### About this task:
Among the entries, find the lines with the string "sent" and copy them.

Dataset entries
--*--
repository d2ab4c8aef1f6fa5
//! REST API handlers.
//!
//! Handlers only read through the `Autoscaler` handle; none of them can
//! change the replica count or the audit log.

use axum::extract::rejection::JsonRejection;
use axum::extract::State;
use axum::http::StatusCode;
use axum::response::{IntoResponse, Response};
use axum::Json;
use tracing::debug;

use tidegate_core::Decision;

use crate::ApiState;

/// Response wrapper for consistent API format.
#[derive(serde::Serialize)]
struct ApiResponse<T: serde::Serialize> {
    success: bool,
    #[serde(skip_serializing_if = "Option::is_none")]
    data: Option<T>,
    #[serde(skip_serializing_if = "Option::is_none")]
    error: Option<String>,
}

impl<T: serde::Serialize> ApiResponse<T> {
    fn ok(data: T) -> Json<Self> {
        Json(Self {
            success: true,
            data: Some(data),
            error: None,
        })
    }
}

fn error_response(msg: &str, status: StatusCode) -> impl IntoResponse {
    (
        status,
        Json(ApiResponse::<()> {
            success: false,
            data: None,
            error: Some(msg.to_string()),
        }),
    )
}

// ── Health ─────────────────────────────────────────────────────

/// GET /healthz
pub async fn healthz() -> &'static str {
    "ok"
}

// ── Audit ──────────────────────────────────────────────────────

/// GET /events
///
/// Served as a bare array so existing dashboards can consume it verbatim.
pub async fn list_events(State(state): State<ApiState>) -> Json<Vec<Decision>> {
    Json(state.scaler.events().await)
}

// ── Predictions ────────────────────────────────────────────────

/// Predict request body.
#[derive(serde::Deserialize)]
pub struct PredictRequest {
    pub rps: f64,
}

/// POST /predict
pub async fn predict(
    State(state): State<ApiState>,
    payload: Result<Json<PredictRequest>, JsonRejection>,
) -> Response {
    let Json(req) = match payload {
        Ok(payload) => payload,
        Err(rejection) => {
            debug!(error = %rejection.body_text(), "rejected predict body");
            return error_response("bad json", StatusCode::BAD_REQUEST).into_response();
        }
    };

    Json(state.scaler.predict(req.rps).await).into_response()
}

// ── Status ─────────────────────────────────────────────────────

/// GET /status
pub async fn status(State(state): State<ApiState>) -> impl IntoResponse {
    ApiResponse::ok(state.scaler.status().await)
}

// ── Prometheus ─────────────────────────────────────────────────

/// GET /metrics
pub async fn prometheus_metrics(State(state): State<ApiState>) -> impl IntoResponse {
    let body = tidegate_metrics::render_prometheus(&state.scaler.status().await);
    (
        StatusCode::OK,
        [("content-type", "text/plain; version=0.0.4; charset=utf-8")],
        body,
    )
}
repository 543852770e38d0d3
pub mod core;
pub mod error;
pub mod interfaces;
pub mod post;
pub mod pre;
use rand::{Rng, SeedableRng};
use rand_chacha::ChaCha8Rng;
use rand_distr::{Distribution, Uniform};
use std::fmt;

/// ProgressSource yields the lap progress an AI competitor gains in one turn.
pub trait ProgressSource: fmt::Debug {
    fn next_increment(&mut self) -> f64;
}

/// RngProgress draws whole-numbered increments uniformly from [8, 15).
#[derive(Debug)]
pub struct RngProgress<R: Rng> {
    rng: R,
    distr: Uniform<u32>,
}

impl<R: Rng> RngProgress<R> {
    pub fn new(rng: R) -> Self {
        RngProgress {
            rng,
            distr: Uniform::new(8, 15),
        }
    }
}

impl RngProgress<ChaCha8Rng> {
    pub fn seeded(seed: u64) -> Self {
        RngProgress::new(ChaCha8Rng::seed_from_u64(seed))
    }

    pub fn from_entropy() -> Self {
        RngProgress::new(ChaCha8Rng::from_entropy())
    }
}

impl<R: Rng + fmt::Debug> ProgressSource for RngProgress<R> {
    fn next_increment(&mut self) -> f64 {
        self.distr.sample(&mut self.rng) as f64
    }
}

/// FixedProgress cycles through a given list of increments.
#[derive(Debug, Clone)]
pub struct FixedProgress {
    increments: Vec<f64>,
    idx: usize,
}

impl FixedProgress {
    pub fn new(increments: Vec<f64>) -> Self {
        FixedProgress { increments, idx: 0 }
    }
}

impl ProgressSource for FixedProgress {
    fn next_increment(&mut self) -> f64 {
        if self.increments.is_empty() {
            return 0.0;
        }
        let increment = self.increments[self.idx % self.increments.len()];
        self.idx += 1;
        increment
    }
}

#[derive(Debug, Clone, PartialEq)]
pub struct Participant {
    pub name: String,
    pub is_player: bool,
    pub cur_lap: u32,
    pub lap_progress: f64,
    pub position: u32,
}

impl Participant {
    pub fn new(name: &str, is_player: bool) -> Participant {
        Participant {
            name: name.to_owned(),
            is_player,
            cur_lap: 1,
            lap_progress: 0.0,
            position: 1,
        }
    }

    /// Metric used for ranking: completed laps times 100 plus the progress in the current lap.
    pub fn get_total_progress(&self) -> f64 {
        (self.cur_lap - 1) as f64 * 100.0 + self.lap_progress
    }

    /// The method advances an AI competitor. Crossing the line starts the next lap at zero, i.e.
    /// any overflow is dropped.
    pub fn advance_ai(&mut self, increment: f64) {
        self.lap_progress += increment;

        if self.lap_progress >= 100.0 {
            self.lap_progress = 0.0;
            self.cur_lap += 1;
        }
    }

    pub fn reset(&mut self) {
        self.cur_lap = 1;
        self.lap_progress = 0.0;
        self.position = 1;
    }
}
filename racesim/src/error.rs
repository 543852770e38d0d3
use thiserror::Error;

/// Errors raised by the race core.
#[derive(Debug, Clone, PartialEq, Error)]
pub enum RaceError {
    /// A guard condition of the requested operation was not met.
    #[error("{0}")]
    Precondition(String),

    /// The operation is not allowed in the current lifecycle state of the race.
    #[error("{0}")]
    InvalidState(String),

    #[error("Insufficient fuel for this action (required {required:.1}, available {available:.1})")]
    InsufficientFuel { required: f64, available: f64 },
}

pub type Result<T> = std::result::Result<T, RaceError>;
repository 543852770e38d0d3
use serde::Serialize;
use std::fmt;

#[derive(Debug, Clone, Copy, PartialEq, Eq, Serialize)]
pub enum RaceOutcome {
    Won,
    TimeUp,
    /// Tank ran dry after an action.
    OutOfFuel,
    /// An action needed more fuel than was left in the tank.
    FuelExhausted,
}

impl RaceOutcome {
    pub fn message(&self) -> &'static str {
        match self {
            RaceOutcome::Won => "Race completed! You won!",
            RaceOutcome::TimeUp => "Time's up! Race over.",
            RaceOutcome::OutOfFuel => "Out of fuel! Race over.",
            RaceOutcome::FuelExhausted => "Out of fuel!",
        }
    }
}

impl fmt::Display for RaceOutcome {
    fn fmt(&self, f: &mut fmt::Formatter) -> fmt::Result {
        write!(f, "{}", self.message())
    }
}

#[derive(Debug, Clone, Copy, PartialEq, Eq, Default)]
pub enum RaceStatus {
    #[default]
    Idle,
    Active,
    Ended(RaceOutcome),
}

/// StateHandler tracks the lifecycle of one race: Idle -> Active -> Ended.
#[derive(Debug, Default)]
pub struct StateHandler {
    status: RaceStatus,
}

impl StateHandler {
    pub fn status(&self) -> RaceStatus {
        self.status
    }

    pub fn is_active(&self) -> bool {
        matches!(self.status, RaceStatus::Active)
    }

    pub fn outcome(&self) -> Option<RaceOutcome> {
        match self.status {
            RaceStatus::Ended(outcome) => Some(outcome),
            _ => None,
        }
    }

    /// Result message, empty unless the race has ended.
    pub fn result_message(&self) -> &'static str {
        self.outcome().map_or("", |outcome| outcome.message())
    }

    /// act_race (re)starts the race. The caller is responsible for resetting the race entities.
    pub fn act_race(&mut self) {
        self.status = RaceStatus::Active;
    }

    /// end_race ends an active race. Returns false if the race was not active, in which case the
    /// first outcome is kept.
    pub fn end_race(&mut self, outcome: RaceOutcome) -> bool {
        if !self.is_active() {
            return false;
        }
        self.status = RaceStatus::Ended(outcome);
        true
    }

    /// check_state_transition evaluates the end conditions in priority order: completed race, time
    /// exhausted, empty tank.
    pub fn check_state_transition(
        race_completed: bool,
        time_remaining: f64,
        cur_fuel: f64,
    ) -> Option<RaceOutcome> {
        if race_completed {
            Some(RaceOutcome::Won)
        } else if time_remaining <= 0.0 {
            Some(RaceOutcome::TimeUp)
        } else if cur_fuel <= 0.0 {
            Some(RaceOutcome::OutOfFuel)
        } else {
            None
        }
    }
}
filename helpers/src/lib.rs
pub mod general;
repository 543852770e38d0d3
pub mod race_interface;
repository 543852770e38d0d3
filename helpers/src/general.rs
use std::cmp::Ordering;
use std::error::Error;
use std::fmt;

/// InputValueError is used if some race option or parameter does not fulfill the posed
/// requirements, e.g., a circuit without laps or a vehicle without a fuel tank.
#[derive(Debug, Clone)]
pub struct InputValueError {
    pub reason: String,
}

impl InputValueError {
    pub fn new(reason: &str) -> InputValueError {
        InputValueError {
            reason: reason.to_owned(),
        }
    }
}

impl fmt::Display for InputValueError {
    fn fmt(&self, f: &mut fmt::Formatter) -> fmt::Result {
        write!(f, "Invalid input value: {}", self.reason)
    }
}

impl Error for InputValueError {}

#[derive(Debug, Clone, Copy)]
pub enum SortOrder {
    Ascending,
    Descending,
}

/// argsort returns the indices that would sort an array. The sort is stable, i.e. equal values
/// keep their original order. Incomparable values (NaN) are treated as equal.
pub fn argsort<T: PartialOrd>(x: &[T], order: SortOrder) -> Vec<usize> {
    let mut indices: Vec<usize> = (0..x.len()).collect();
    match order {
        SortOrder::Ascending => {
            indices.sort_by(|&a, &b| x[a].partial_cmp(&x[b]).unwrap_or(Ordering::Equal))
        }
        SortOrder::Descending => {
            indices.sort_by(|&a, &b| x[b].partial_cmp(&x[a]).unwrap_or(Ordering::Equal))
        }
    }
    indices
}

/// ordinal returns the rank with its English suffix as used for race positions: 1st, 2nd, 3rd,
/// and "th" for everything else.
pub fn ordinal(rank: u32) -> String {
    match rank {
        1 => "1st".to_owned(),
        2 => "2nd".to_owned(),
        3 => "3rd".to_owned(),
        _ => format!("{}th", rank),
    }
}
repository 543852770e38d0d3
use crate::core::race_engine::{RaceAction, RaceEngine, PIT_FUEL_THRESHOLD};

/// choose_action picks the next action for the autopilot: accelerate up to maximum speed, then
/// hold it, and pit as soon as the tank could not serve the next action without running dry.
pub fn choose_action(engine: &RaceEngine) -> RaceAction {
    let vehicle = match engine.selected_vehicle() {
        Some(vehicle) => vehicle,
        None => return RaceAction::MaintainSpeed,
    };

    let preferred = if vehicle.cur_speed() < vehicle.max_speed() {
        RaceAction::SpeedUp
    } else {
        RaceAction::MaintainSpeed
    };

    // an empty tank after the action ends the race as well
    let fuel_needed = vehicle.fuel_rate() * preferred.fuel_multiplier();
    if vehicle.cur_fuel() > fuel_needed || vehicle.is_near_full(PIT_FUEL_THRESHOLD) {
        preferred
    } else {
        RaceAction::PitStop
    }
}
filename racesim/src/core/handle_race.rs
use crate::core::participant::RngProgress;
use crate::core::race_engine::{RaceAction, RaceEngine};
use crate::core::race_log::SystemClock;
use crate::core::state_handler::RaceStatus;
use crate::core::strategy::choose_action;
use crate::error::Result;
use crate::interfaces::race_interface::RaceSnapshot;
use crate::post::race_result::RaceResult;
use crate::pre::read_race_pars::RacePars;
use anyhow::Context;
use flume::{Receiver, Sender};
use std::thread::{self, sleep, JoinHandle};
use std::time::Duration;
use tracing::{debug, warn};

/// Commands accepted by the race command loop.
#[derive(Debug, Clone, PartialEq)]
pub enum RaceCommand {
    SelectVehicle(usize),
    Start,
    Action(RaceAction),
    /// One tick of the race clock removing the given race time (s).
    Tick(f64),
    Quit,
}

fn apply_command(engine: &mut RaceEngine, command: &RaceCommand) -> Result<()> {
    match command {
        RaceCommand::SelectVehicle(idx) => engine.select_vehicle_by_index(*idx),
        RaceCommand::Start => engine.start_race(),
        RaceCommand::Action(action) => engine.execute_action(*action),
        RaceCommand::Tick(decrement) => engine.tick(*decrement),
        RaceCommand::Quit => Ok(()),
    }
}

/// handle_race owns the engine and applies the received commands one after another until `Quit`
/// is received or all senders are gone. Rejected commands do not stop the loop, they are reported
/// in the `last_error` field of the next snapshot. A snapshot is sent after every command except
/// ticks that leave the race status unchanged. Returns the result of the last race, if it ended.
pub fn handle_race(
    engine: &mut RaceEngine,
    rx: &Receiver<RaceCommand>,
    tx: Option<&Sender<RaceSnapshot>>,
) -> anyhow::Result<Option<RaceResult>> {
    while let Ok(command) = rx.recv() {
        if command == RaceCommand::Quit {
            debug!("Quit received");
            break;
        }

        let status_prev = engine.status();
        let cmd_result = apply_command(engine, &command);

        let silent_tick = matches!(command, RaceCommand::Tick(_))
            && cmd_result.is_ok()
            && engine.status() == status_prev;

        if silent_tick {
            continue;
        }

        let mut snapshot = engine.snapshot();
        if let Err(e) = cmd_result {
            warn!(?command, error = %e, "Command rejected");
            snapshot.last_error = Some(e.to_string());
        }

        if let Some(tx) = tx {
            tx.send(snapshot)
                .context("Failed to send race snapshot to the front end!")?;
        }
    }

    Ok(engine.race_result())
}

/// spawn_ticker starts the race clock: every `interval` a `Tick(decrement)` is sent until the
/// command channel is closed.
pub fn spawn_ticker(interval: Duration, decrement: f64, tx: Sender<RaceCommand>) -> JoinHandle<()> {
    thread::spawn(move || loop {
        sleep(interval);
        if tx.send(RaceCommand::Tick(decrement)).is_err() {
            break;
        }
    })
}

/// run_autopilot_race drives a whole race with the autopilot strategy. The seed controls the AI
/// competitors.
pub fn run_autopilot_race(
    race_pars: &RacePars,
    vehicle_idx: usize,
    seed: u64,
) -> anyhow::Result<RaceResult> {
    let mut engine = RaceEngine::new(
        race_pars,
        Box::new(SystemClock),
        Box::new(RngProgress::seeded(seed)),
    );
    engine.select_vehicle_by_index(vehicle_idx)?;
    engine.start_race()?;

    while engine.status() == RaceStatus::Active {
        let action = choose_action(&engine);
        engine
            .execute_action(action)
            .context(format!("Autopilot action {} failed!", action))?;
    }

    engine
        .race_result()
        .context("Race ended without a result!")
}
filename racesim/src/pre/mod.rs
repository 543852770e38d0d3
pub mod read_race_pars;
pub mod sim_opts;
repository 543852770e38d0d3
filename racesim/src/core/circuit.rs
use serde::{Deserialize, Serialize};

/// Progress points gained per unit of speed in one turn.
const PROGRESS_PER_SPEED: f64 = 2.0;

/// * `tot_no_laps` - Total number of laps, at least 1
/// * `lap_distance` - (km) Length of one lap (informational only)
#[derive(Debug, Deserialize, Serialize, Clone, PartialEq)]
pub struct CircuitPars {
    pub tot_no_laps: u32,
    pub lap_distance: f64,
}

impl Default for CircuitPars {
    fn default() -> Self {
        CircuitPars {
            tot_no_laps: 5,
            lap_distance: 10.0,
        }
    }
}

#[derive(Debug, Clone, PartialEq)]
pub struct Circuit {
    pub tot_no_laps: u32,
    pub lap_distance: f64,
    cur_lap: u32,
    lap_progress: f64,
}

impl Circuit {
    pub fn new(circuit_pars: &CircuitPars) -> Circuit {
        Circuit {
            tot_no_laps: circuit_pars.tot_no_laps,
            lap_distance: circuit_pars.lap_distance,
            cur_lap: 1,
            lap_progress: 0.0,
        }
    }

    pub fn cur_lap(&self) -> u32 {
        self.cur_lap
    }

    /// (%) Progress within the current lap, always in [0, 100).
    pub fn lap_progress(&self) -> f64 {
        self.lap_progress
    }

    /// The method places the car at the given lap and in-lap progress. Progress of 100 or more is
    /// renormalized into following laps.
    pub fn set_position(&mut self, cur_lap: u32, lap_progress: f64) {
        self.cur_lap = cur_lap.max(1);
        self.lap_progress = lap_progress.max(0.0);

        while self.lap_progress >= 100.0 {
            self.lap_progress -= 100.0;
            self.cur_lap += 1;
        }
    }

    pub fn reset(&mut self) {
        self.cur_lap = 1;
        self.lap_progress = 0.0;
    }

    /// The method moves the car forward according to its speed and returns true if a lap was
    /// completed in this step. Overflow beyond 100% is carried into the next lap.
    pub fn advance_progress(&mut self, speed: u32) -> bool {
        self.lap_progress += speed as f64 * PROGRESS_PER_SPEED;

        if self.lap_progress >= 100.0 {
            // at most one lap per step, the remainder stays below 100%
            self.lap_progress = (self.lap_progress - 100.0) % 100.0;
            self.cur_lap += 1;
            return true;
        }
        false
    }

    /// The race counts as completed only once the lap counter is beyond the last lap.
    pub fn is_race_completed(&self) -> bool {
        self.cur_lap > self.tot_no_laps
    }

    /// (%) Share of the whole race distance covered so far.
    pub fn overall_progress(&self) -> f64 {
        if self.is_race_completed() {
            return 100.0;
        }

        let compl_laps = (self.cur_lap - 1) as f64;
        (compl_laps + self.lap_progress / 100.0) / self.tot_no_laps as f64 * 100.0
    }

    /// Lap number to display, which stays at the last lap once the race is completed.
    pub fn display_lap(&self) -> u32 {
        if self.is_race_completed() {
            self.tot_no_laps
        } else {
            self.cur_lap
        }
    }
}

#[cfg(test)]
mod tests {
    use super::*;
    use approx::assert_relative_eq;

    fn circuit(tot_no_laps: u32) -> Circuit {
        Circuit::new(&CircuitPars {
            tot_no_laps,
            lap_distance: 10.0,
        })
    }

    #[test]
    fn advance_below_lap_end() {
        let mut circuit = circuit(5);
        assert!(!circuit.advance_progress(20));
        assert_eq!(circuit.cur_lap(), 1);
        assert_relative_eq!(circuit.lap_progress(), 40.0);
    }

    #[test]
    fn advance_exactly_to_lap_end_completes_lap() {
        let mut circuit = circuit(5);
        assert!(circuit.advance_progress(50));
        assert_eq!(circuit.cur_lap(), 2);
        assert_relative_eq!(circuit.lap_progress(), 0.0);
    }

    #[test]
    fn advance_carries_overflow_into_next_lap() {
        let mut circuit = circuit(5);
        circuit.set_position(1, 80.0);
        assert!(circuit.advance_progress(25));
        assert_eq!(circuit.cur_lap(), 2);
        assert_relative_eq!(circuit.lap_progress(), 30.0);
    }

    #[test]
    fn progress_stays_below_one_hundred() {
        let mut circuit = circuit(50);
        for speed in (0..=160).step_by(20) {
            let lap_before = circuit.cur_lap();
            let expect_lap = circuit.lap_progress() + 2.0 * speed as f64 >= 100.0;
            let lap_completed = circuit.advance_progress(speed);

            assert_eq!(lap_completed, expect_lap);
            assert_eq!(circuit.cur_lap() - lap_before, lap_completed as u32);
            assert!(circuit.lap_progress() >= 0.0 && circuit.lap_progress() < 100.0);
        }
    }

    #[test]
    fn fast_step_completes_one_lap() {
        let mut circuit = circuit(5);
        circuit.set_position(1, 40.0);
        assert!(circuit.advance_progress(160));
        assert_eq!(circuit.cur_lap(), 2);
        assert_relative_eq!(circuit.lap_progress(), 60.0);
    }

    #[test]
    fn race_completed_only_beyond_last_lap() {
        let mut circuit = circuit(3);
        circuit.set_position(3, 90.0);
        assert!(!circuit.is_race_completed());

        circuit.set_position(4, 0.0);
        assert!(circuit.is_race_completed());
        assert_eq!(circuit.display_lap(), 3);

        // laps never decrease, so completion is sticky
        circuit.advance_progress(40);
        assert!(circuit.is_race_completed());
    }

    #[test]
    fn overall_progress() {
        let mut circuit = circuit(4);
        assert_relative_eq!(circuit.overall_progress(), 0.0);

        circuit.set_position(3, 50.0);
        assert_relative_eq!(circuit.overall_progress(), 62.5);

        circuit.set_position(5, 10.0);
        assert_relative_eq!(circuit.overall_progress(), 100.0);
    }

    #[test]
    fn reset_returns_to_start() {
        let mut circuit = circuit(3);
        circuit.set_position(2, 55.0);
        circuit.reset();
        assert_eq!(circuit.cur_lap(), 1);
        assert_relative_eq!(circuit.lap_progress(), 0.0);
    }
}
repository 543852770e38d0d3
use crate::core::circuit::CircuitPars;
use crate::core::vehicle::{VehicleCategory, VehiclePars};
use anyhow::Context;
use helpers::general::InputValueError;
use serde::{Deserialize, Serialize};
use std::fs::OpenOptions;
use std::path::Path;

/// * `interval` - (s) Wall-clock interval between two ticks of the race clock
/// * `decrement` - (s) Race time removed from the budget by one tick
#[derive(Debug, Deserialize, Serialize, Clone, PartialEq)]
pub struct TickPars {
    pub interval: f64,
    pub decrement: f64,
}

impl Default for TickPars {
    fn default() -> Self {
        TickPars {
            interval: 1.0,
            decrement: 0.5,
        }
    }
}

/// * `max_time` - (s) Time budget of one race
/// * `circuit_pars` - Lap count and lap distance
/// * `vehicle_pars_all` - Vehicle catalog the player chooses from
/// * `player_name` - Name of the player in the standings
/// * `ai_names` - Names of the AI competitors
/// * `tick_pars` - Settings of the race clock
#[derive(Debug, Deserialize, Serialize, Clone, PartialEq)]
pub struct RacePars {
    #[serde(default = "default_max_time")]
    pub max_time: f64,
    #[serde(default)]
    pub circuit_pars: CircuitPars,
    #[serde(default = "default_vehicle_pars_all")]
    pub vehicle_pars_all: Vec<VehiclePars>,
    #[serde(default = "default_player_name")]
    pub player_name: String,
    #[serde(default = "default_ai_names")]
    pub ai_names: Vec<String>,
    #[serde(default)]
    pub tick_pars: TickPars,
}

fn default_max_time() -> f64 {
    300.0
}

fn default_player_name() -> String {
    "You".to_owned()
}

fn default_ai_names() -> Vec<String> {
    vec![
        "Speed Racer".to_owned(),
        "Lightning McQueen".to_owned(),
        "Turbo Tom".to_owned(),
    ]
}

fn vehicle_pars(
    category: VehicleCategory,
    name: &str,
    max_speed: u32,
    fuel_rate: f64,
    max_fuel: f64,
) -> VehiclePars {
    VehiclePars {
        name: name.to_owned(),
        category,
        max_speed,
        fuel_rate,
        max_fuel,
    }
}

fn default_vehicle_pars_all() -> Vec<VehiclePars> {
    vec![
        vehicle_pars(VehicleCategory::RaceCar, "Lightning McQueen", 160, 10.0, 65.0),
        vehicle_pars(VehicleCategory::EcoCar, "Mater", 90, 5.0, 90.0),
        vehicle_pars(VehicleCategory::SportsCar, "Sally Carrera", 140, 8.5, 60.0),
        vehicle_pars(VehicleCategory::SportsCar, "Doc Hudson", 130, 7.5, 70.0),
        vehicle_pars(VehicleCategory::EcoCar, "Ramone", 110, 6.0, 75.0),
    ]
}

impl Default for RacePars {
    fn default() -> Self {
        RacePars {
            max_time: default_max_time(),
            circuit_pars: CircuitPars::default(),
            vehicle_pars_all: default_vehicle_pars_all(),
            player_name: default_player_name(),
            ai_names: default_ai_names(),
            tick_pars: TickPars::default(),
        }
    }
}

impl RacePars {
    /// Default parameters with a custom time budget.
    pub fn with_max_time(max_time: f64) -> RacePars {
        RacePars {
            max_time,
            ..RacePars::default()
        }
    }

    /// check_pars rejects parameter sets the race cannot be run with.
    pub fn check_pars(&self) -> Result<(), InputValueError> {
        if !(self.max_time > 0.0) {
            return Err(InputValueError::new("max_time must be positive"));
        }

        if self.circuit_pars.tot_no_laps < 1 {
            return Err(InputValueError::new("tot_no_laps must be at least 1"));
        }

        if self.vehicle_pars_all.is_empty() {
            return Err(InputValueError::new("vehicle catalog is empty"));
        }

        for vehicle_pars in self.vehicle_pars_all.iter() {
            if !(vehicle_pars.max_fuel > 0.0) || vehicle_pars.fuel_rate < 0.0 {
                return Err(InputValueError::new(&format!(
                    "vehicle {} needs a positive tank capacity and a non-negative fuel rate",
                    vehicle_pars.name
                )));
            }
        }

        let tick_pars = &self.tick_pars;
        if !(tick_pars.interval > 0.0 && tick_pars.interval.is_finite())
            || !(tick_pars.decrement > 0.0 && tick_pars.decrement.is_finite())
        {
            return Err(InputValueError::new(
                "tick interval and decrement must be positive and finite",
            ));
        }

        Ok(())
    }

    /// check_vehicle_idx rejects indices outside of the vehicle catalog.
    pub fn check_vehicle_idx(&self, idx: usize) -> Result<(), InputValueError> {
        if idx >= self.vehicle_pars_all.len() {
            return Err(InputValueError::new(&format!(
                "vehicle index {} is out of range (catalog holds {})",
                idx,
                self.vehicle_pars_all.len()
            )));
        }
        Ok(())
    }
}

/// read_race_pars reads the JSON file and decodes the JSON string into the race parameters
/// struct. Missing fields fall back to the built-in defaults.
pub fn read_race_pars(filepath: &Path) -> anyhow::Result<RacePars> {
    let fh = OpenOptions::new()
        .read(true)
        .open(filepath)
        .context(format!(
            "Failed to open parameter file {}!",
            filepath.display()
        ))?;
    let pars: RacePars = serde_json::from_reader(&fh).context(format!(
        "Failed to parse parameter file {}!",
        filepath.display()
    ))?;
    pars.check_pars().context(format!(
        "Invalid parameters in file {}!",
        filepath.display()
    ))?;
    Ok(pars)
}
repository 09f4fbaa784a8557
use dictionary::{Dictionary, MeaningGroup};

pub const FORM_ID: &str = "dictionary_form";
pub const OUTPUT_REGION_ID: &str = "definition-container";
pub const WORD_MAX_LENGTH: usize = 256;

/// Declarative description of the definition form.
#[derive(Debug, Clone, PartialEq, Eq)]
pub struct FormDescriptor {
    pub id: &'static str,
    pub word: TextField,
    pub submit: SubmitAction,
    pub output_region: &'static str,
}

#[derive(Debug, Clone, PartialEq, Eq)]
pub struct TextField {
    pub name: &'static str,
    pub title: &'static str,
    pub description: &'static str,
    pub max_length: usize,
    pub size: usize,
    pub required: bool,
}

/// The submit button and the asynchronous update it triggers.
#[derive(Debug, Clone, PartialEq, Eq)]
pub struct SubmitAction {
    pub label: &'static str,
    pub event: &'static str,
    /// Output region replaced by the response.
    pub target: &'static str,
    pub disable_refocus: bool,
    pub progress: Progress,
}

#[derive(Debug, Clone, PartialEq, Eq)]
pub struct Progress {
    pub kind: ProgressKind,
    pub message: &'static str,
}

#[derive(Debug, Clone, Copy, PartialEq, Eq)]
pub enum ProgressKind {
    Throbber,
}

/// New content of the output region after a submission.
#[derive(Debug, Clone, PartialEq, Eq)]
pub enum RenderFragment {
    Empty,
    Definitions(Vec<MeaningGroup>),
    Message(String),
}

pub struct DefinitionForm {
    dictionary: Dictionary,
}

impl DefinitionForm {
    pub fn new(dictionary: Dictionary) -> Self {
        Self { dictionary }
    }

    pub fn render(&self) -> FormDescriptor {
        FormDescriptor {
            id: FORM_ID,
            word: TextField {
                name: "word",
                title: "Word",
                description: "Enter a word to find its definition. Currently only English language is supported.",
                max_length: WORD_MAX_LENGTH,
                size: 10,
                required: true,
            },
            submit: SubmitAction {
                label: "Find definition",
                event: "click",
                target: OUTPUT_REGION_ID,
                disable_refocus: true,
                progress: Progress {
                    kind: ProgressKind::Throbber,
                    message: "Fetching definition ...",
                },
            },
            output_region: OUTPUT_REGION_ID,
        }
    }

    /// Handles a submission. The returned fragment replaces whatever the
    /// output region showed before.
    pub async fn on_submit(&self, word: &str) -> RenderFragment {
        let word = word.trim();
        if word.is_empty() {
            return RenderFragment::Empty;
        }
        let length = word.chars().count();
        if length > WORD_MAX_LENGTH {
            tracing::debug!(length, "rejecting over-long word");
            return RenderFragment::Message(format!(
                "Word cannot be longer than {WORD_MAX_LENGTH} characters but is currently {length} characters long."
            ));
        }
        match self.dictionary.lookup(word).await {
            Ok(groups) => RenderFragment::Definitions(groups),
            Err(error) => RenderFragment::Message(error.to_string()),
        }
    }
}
--*--
### Result of the exercise:
/// in the `last_error` field of the next snapshot. A snapshot is sent after every command except
/// spawn_ticker starts the race clock: every `interval` a `Tick(decrement)` is sent until the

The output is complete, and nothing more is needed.